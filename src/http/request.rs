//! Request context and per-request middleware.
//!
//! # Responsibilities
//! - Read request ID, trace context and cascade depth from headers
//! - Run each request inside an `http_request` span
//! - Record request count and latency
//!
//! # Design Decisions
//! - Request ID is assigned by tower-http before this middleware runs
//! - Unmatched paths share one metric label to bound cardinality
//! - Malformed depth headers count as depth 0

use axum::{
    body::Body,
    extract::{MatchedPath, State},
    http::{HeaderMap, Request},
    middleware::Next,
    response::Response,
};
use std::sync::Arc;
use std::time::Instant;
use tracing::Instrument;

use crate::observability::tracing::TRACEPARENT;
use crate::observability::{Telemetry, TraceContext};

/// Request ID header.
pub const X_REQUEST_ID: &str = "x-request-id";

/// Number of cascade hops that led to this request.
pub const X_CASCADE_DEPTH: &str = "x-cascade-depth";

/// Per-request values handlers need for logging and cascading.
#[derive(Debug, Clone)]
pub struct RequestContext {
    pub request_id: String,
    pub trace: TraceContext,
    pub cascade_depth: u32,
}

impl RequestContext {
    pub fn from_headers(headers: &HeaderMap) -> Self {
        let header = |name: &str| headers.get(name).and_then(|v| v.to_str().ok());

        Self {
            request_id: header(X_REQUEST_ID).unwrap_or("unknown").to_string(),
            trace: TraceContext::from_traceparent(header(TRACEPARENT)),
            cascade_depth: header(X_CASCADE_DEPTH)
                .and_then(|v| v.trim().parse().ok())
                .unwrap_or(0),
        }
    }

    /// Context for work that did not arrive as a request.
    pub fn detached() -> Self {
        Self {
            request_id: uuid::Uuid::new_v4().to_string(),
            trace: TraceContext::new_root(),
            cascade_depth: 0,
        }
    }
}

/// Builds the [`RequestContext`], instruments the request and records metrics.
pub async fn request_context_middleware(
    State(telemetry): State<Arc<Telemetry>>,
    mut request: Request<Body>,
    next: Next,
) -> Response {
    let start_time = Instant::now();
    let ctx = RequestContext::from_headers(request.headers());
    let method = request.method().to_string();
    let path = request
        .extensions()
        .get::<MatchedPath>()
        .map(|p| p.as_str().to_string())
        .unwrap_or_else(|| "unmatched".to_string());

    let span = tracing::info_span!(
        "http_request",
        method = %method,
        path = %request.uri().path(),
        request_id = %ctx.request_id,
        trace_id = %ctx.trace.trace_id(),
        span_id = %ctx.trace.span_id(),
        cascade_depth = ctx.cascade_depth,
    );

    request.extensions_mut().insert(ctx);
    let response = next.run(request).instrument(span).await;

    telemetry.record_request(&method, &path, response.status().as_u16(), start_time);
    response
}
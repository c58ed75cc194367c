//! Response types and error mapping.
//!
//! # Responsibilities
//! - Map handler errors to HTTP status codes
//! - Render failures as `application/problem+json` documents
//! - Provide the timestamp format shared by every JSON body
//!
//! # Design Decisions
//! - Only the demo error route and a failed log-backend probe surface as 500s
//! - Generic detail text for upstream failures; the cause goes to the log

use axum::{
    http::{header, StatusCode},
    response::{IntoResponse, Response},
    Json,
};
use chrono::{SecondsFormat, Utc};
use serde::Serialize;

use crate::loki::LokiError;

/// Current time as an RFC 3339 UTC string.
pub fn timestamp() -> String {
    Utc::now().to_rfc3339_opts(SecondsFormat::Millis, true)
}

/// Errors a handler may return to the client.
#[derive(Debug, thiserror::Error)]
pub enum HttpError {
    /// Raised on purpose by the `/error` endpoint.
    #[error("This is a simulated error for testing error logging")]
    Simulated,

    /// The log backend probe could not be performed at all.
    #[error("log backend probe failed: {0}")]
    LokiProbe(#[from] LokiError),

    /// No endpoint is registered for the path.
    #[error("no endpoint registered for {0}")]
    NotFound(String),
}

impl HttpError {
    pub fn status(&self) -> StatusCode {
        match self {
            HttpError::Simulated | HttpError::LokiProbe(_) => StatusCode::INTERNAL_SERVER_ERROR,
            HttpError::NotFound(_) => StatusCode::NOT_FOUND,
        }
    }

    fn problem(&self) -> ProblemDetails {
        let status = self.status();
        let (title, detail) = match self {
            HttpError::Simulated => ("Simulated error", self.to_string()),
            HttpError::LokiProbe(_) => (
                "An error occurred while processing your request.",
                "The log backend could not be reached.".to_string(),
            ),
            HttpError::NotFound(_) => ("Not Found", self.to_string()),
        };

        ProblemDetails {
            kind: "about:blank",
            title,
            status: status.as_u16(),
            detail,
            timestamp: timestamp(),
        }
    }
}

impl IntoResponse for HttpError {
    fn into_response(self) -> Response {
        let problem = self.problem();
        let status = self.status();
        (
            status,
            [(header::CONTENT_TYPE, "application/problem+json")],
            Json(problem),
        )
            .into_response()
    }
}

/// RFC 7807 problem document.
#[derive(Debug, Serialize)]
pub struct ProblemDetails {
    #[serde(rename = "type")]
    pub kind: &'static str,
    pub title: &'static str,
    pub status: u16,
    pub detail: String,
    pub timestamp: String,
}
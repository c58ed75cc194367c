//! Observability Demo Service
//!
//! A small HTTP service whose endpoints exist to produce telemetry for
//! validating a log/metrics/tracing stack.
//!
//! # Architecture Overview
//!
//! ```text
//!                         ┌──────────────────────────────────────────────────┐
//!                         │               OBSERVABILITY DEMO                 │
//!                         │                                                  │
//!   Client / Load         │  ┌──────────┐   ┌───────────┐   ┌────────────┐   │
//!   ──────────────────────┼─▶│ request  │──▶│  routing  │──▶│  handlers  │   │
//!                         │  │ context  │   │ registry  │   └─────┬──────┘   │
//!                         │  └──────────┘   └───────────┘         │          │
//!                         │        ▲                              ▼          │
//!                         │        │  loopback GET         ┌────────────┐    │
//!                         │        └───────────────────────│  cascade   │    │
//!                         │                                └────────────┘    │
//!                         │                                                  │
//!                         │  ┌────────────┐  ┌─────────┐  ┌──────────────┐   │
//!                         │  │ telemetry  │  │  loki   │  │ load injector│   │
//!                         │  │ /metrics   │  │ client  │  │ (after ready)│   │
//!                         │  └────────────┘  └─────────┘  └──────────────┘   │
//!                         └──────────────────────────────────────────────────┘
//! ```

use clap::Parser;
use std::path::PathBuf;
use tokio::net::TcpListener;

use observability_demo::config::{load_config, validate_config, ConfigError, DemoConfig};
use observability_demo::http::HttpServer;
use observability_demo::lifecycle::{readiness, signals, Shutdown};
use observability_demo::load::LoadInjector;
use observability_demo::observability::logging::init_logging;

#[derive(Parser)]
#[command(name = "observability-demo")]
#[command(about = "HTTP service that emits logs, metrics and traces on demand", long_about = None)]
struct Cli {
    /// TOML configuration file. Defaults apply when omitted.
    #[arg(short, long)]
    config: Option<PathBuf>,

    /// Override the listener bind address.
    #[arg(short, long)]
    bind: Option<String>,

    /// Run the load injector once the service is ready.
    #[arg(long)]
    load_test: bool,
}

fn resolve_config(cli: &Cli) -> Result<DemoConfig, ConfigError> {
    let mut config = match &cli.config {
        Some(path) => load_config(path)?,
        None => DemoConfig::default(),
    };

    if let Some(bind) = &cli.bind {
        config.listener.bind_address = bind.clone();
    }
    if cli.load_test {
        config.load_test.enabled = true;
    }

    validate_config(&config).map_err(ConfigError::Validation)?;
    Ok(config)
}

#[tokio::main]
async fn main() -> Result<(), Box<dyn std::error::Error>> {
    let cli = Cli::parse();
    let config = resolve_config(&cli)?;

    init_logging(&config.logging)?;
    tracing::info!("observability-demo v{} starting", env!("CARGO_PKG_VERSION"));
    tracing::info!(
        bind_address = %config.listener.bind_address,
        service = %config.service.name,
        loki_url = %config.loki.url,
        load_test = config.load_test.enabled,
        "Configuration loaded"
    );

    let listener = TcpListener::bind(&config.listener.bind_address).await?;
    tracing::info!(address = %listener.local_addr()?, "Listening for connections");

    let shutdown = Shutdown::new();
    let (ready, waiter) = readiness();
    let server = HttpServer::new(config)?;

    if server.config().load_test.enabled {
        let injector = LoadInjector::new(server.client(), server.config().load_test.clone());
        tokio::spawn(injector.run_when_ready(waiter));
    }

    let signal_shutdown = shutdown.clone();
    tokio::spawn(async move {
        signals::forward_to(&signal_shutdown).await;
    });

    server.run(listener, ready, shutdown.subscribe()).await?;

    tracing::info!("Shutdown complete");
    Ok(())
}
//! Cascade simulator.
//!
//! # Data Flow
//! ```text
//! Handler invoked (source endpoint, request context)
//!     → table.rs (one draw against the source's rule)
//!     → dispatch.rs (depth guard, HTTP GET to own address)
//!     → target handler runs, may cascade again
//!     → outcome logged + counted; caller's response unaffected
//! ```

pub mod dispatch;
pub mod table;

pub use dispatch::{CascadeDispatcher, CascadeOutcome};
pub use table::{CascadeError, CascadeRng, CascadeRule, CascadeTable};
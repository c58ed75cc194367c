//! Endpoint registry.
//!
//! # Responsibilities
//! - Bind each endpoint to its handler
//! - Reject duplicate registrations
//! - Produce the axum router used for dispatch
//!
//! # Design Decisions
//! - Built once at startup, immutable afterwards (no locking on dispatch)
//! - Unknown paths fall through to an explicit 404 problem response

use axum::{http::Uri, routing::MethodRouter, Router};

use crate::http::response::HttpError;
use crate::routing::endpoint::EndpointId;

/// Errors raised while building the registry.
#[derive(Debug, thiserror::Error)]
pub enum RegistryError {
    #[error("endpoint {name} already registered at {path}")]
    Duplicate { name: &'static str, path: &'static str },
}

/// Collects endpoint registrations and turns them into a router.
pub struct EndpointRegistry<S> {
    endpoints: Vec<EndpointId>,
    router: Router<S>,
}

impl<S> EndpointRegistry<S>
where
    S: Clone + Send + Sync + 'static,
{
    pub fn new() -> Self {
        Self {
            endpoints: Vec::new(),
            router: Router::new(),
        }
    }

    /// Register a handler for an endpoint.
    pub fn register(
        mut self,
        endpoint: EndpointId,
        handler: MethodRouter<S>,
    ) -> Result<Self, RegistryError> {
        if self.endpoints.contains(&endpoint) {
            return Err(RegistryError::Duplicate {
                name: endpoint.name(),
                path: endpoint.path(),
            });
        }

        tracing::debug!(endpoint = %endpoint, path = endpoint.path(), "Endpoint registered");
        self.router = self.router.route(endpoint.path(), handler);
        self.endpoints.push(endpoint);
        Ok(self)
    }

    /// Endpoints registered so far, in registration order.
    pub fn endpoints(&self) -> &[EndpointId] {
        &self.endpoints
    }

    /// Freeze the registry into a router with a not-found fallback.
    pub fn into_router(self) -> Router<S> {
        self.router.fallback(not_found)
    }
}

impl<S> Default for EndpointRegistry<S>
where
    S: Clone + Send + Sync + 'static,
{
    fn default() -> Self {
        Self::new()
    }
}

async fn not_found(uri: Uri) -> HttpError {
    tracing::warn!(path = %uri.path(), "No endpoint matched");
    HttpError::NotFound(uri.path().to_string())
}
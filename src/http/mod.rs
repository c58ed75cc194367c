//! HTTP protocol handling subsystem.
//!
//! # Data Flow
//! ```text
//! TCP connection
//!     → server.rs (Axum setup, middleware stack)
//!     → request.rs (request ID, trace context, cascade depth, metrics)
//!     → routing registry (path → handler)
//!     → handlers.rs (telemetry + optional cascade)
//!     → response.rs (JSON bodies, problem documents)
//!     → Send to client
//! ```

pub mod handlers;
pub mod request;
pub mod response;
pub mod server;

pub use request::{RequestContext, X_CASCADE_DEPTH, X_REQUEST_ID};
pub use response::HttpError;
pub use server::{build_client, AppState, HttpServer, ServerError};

▶ **What to do**:
Reproduce the lines of the entries above from the one with "let path = request" to the one with "performed at all.", both included, exactly and without any other line.

▶ **Task solution**:
    let path = request
        .extensions()
        .get::<MatchedPath>()
        .map(|p| p.as_str().to_string())
        .unwrap_or_else(|| "unmatched".to_string());

    let span = tracing::info_span!(
        "http_request",
        method = %method,
        path = %request.uri().path(),
        request_id = %ctx.request_id,
        trace_id = %ctx.trace.trace_id(),
        span_id = %ctx.trace.span_id(),
        cascade_depth = ctx.cascade_depth,
    );

    request.extensions_mut().insert(ctx);
    let response = next.run(request).instrument(span).await;

    telemetry.record_request(&method, &path, response.status().as_u16(), start_time);
    response
}
repository c58ed75cc194367c
//! Response types and error mapping.
//!
//! # Responsibilities
//! - Map handler errors to HTTP status codes
//! - Render failures as `application/problem+json` documents
//! - Provide the timestamp format shared by every JSON body
//!
//! # Design Decisions
//! - Only the demo error route and a failed log-backend probe surface as 500s
//! - Generic detail text for upstream failures; the cause goes to the log

use axum::{
    http::{header, StatusCode},
    response::{IntoResponse, Response},
    Json,
};
use chrono::{SecondsFormat, Utc};
use serde::Serialize;

use crate::loki::LokiError;

/// Current time as an RFC 3339 UTC string.
pub fn timestamp() -> String {
    Utc::now().to_rfc3339_opts(SecondsFormat::Millis, true)
}

/// Errors a handler may return to the client.
#[derive(Debug, thiserror::Error)]
pub enum HttpError {
    /// Raised on purpose by the `/error` endpoint.
    #[error("This is a simulated error for testing error logging")]
    Simulated,

    /// The log backend probe could not be performed at all.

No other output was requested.